▶ [WHAT IS EXPECTED]:
Write out again, exactly as they stand, the line that includes "use crate::graph::tests::diamond_tree;" and all remaining lines of the entries.

▶ [PROVIDED INFORMATION]:
= = = = =

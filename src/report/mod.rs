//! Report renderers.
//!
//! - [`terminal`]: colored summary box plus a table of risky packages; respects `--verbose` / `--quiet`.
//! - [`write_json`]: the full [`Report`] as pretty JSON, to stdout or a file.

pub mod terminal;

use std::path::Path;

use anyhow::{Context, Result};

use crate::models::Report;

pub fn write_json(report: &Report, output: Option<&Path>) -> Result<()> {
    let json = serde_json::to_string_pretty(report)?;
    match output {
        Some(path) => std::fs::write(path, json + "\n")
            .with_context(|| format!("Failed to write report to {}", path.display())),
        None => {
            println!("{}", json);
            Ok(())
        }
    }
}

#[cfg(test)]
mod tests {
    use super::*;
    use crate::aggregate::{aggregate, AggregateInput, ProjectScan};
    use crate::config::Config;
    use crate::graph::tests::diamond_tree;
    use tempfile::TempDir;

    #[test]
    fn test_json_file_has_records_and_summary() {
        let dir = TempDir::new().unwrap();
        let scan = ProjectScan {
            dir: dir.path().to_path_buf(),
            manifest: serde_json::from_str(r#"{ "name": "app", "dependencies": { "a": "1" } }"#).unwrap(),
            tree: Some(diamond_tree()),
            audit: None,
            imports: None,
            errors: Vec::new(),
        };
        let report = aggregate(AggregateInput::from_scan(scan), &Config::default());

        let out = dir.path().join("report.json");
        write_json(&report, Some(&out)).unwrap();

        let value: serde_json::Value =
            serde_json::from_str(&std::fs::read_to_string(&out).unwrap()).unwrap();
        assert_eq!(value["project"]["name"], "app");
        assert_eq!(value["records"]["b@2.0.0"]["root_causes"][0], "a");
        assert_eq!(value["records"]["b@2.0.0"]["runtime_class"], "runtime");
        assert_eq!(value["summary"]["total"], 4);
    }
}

= = = = =

▶ [YOUR RESPONSE]:
    use crate::graph::tests::diamond_tree;
    use tempfile::TempDir;

    #[test]
    fn test_json_file_has_records_and_summary() {
        let dir = TempDir::new().unwrap();
        let scan = ProjectScan {
            dir: dir.path().to_path_buf(),
            manifest: serde_json::from_str(r#"{ "name": "app", "dependencies": { "a": "1" } }"#).unwrap(),
            tree: Some(diamond_tree()),
            audit: None,
            imports: None,
            errors: Vec::new(),
        };
        let report = aggregate(AggregateInput::from_scan(scan), &Config::default());

        let out = dir.path().join("report.json");
        write_json(&report, Some(&out)).unwrap();

        let value: serde_json::Value =
            serde_json::from_str(&std::fs::read_to_string(&out).unwrap()).unwrap();
        assert_eq!(value["project"]["name"], "app");
        assert_eq!(value["records"]["b@2.0.0"]["root_causes"][0], "a");
        assert_eq!(value["records"]["b@2.0.0"]["runtime_class"], "runtime");
        assert_eq!(value["summary"]["total"], 4);
    }
}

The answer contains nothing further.